Collected data
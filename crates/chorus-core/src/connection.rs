//! Per-client connection state.
//!
//! A [`Connection`] owns its socket and its pending output. The server drives
//! it through readiness events; the connection itself only knows how to read a
//! chunk, flush its buffer, and classify what the socket said.
//!
//! # State Machine
//!
//! ```text
//! ┌──────────┐ registered ┌────────┐ EOF / error ┌─────────┐ cleanup ┌────────┐
//! │ Accepted │───────────>│ Active │────────────>│ Closing │────────>│ Closed │
//! └──────────┘            └────────┘             └─────────┘         └────────┘
//! ```
//!
//! `Closed` is terminal. The socket is closed at most once no matter how many
//! paths reach cleanup.

use std::{
    fmt,
    io::{self, ErrorKind},
    net::SocketAddr,
};

use bytes::{Buf, BytesMut};

use crate::{
    error::{ConnectionError, DeathCause},
    reactor::{Socket, Token},
};

/// Unique connection identifier.
///
/// Allocated from a monotonically increasing counter starting at 1, so ids are
/// never reused while a registry is alive. Zero is reserved for the listener's
/// reactor token.
#[derive(Debug, Clone, Copy, PartialEq, Eq, PartialOrd, Ord, Hash)]
pub struct ConnectionId(u64);

impl ConnectionId {
    /// Wrap a raw id.
    pub const fn new(raw: u64) -> Self {
        Self(raw)
    }

    /// Raw numeric id.
    pub const fn get(self) -> u64 {
        self.0
    }

    /// Reactor token for this connection.
    pub fn token(self) -> Token {
        Token(self.0 as usize)
    }

    /// Connection id for a reactor token. `None` for the listener token.
    pub fn from_token(token: Token) -> Option<Self> {
        (token != Token::LISTENER).then_some(Self(token.0 as u64))
    }
}

impl fmt::Display for ConnectionId {
    fn fmt(&self, f: &mut fmt::Formatter<'_>) -> fmt::Result {
        write!(f, "{}", self.0)
    }
}

/// Connection lifecycle state
#[derive(Debug, Clone, Copy, PartialEq, Eq)]
pub enum ConnectionState {
    /// Socket accepted, not yet watched or registered
    Accepted,
    /// Watched by the reactor and present in the registry
    Active,
    /// Failure detected, cleanup in progress
    Closing,
    /// Socket closed and watches cancelled
    Closed,
}

/// Result of a single read call.
#[derive(Debug, Clone, Copy, PartialEq, Eq)]
pub enum ReadOutcome {
    /// This many bytes were read into the caller's buffer
    Data(usize),
    /// Nothing available right now
    WouldBlock,
    /// Socket is gone
    Dead(DeathCause),
}

/// Result of flushing the output buffer.
#[derive(Debug, Clone, Copy, PartialEq, Eq)]
pub enum FlushOutcome {
    /// Buffer was already empty
    Idle,
    /// Everything pending was written
    Drained {
        /// Bytes written during this flush
        written: usize,
    },
    /// Some bytes were written, the socket stopped accepting more
    Partial {
        /// Bytes written during this flush
        written: usize,
        /// Bytes still pending
        remaining: usize,
    },
    /// The socket accepted nothing; a spurious wake
    WouldBlock,
    /// Socket is gone
    Dead(DeathCause),
}

/// One accepted client.
#[derive(Debug)]
pub struct Connection<S> {
    id: ConnectionId,
    socket: S,
    peer: Option<SocketAddr>,
    output: BytesMut,
    read_interest: bool,
    write_interest: bool,
    state: ConnectionState,
}

impl<S: Socket> Connection<S> {
    /// Wrap a freshly accepted socket in [`ConnectionState::Accepted`].
    pub fn new(id: ConnectionId, socket: S, peer: Option<SocketAddr>) -> Self {
        Self {
            id,
            socket,
            peer,
            output: BytesMut::new(),
            read_interest: false,
            write_interest: false,
            state: ConnectionState::Accepted,
        }
    }

    /// Connection id
    pub fn id(&self) -> ConnectionId {
        self.id
    }

    /// Current lifecycle state
    pub fn state(&self) -> ConnectionState {
        self.state
    }

    /// Peer address reported at accept time
    pub fn peer(&self) -> Option<SocketAddr> {
        self.peer
    }

    /// Bytes queued but not yet written
    pub fn pending_output(&self) -> &[u8] {
        &self.output
    }

    /// Whether the reactor watches this socket for readability
    pub fn read_interest(&self) -> bool {
        self.read_interest
    }

    /// Whether the reactor reports writability for this socket
    pub fn write_interest(&self) -> bool {
        self.write_interest
    }

    /// Underlying socket
    pub fn socket(&self) -> &S {
        &self.socket
    }

    pub(crate) fn socket_mut(&mut self) -> &mut S {
        &mut self.socket
    }

    pub(crate) fn set_read_interest(&mut self, enabled: bool) {
        self.read_interest = enabled;
    }

    pub(crate) fn set_write_interest(&mut self, enabled: bool) {
        self.write_interest = enabled;
    }

    /// Transition `Accepted → Active`.
    ///
    /// # Errors
    ///
    /// - `ConnectionError::InvalidState` if not in `Accepted`
    pub fn activate(&mut self) -> Result<(), ConnectionError> {
        if self.state != ConnectionState::Accepted {
            return Err(ConnectionError::InvalidState { state: self.state, operation: "activate" });
        }
        self.state = ConnectionState::Active;
        Ok(())
    }

    /// Transition to `Closing`. Allowed from `Accepted` and `Active`.
    ///
    /// # Errors
    ///
    /// - `ConnectionError::InvalidState` if already closing or closed
    pub fn begin_closing(&mut self) -> Result<(), ConnectionError> {
        match self.state {
            ConnectionState::Accepted | ConnectionState::Active => {
                self.state = ConnectionState::Closing;
                Ok(())
            },
            state => Err(ConnectionError::InvalidState { state, operation: "begin_closing" }),
        }
    }

    /// Append bytes to the output buffer.
    ///
    /// Returns `true` when the buffer went from empty to non-empty, i.e. when
    /// write interest needs enabling.
    pub fn queue(&mut self, payload: &[u8]) -> bool {
        if payload.is_empty() {
            return false;
        }
        let was_empty = self.output.is_empty();
        self.output.extend_from_slice(payload);
        was_empty
    }

    /// Read once into `buf`.
    ///
    /// `buf` must be non-empty, otherwise a zero-length read is
    /// indistinguishable from end-of-stream.
    pub fn read_chunk(&mut self, buf: &mut [u8]) -> ReadOutcome {
        loop {
            match self.socket.read(buf) {
                Ok(0) => return ReadOutcome::Dead(DeathCause::EndOfStream),
                Ok(n) => return ReadOutcome::Data(n),
                Err(e) if e.kind() == ErrorKind::Interrupted => {},
                Err(e) if e.kind() == ErrorKind::WouldBlock => return ReadOutcome::WouldBlock,
                Err(e) => return ReadOutcome::Dead(DeathCause::Io(e.kind())),
            }
        }
    }

    /// Write from the front of the output buffer until it is drained or the
    /// socket stops accepting bytes.
    pub fn flush(&mut self) -> FlushOutcome {
        if self.output.is_empty() {
            return FlushOutcome::Idle;
        }

        let mut written = 0;
        while !self.output.is_empty() {
            match self.socket.write(&self.output) {
                Ok(0) => return FlushOutcome::Dead(DeathCause::WriteZero),
                Ok(n) => {
                    self.output.advance(n);
                    written += n;
                },
                Err(e) if e.kind() == ErrorKind::Interrupted => {},
                Err(e) if e.kind() == ErrorKind::WouldBlock => break,
                Err(e) => return FlushOutcome::Dead(DeathCause::Io(e.kind())),
            }
        }

        if self.output.is_empty() {
            self.output.clear();
            FlushOutcome::Drained { written }
        } else if written == 0 {
            FlushOutcome::WouldBlock
        } else {
            FlushOutcome::Partial { written, remaining: self.output.len() }
        }
    }

    /// Close the socket and enter `Closed`.
    ///
    /// Idempotent: a connection that is already `Closed` does not touch its
    /// socket again.
    pub fn close(&mut self) -> io::Result<()> {
        if self.state == ConnectionState::Closed {
            return Ok(());
        }
        self.state = ConnectionState::Closed;
        self.read_interest = false;
        self.write_interest = false;
        self.output.clear();
        self.socket.close()
    }

    /// Error describing this connection's death.
    pub fn dead(&self, cause: DeathCause) -> ConnectionError {
        ConnectionError::SocketDead { id: self.id, cause }
    }
}

#[cfg(test)]
mod tests {
    use std::{
        collections::VecDeque,
        io::{Read, Write},
    };

    use super::*;

    /// Scripted socket: each read/write call pops the next scripted result.
    #[derive(Default)]
    struct ScriptedSocket {
        reads: VecDeque<io::Result<Vec<u8>>>,
        writes: VecDeque<io::Result<usize>>,
        written: Vec<u8>,
        closes: usize,
    }

    impl Read for ScriptedSocket {
        fn read(&mut self, buf: &mut [u8]) -> io::Result<usize> {
            match self.reads.pop_front() {
                Some(Ok(data)) => {
                    let n = data.len().min(buf.len());
                    buf[..n].copy_from_slice(&data[..n]);
                    Ok(n)
                },
                Some(Err(e)) => Err(e),
                None => Err(ErrorKind::WouldBlock.into()),
            }
        }
    }

    impl Write for ScriptedSocket {
        fn write(&mut self, buf: &[u8]) -> io::Result<usize> {
            match self.writes.pop_front() {
                Some(Ok(limit)) => {
                    let n = limit.min(buf.len());
                    self.written.extend_from_slice(&buf[..n]);
                    Ok(n)
                },
                Some(Err(e)) => Err(e),
                None => Err(ErrorKind::WouldBlock.into()),
            }
        }

        fn flush(&mut self) -> io::Result<()> {
            Ok(())
        }
    }

    impl Socket for ScriptedSocket {
        fn close(&mut self) -> io::Result<()> {
            self.closes += 1;
            Ok(())
        }
    }

    fn connection(socket: ScriptedSocket) -> Connection<ScriptedSocket> {
        Connection::new(ConnectionId::new(1), socket, None)
    }

    #[test]
    fn token_round_trip_skips_listener() {
        let id = ConnectionId::new(5);
        assert_eq!(ConnectionId::from_token(id.token()), Some(id));
        assert_eq!(ConnectionId::from_token(Token::LISTENER), None);
    }

    #[test]
    fn lifecycle_transitions() {
        let mut conn = connection(ScriptedSocket::default());
        assert_eq!(conn.state(), ConnectionState::Accepted);

        conn.activate().unwrap();
        assert_eq!(conn.state(), ConnectionState::Active);
        assert!(conn.activate().is_err());

        conn.begin_closing().unwrap();
        assert_eq!(conn.state(), ConnectionState::Closing);
        assert!(conn.begin_closing().is_err());

        conn.close().unwrap();
        assert_eq!(conn.state(), ConnectionState::Closed);
    }

    #[test]
    fn queue_reports_empty_to_non_empty_transition() {
        let mut conn = connection(ScriptedSocket::default());

        assert!(!conn.queue(b""));
        assert!(conn.queue(b"hello "));
        assert!(!conn.queue(b"world"));
        assert_eq!(conn.pending_output(), b"hello world");
    }

    #[test]
    fn read_classifies_outcomes() {
        let mut socket = ScriptedSocket::default();
        socket.reads.push_back(Ok(b"abc".to_vec()));
        socket.reads.push_back(Err(ErrorKind::Interrupted.into()));
        socket.reads.push_back(Ok(b"d".to_vec()));
        socket.reads.push_back(Err(ErrorKind::WouldBlock.into()));
        socket.reads.push_back(Err(ErrorKind::ConnectionReset.into()));
        socket.reads.push_back(Ok(Vec::new()));
        let mut conn = connection(socket);
        let mut buf = [0u8; 16];

        assert_eq!(conn.read_chunk(&mut buf), ReadOutcome::Data(3));
        assert_eq!(&buf[..3], b"abc");
        assert_eq!(conn.read_chunk(&mut buf), ReadOutcome::Data(1));
        assert_eq!(conn.read_chunk(&mut buf), ReadOutcome::WouldBlock);
        assert_eq!(
            conn.read_chunk(&mut buf),
            ReadOutcome::Dead(DeathCause::Io(ErrorKind::ConnectionReset))
        );
        assert_eq!(conn.read_chunk(&mut buf), ReadOutcome::Dead(DeathCause::EndOfStream));
    }

    #[test]
    fn flush_empty_buffer_is_idle() {
        let mut conn = connection(ScriptedSocket::default());
        assert_eq!(conn.flush(), FlushOutcome::Idle);
        assert_eq!(conn.flush(), FlushOutcome::Idle);
    }

    #[test]
    fn flush_full_drain() {
        let mut socket = ScriptedSocket::default();
        socket.writes.push_back(Ok(usize::MAX));
        let mut conn = connection(socket);
        conn.queue(b"payload");

        assert_eq!(conn.flush(), FlushOutcome::Drained { written: 7 });
        assert!(conn.pending_output().is_empty());
        assert_eq!(conn.socket().written, b"payload");
    }

    #[test]
    fn flush_partial_keeps_suffix() {
        let mut socket = ScriptedSocket::default();
        socket.writes.push_back(Ok(3));
        let mut conn = connection(socket);
        conn.queue(b"abcdefgh");

        assert_eq!(conn.flush(), FlushOutcome::Partial { written: 3, remaining: 5 });
        assert_eq!(conn.pending_output(), b"defgh");
    }

    #[test]
    fn flush_spurious_wake_changes_nothing() {
        let mut conn = connection(ScriptedSocket::default());
        conn.queue(b"abc");

        assert_eq!(conn.flush(), FlushOutcome::WouldBlock);
        assert_eq!(conn.pending_output(), b"abc");
    }

    #[test]
    fn flush_detects_dead_socket() {
        let mut socket = ScriptedSocket::default();
        socket.writes.push_back(Ok(0));
        let mut conn = connection(socket);
        conn.queue(b"abc");
        assert_eq!(conn.flush(), FlushOutcome::Dead(DeathCause::WriteZero));

        let mut socket = ScriptedSocket::default();
        socket.writes.push_back(Err(ErrorKind::BrokenPipe.into()));
        let mut conn = connection(socket);
        conn.queue(b"abc");
        assert_eq!(conn.flush(), FlushOutcome::Dead(DeathCause::Io(ErrorKind::BrokenPipe)));
    }

    #[test]
    fn close_is_idempotent() {
        let mut conn = connection(ScriptedSocket::default());
        conn.activate().unwrap();
        conn.queue(b"unsent");

        conn.close().unwrap();
        conn.close().unwrap();

        assert_eq!(conn.socket().closes, 1);
        assert!(conn.pending_output().is_empty());
        assert!(!conn.write_interest());
    }
}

THE TASK:
Of the entries above, transcribe exactly those lines that fall between the line containing "Bytes still pending" and the line containing "pub(crate) fn socket_mut(&mut", together with those two lines.

SOLUTION FOR THIS TASK:
        /// Bytes still pending
        remaining: usize,
    },
    /// The socket accepted nothing; a spurious wake
    WouldBlock,
    /// Socket is gone
    Dead(DeathCause),
}

/// One accepted client.
#[derive(Debug)]
pub struct Connection<S> {
    id: ConnectionId,
    socket: S,
    peer: Option<SocketAddr>,
    output: BytesMut,
    read_interest: bool,
    write_interest: bool,
    state: ConnectionState,
}

impl<S: Socket> Connection<S> {
    /// Wrap a freshly accepted socket in [`ConnectionState::Accepted`].
    pub fn new(id: ConnectionId, socket: S, peer: Option<SocketAddr>) -> Self {
        Self {
            id,
            socket,
            peer,
            output: BytesMut::new(),
            read_interest: false,
            write_interest: false,
            state: ConnectionState::Accepted,
        }
    }

    /// Connection id
    pub fn id(&self) -> ConnectionId {
        self.id
    }

    /// Current lifecycle state
    pub fn state(&self) -> ConnectionState {
        self.state
    }

    /// Peer address reported at accept time
    pub fn peer(&self) -> Option<SocketAddr> {
        self.peer
    }

    /// Bytes queued but not yet written
    pub fn pending_output(&self) -> &[u8] {
        &self.output
    }

    /// Whether the reactor watches this socket for readability
    pub fn read_interest(&self) -> bool {
        self.read_interest
    }

    /// Whether the reactor reports writability for this socket
    pub fn write_interest(&self) -> bool {
        self.write_interest
    }

    /// Underlying socket
    pub fn socket(&self) -> &S {
        &self.socket
    }

    pub(crate) fn socket_mut(&mut self) -> &mut S {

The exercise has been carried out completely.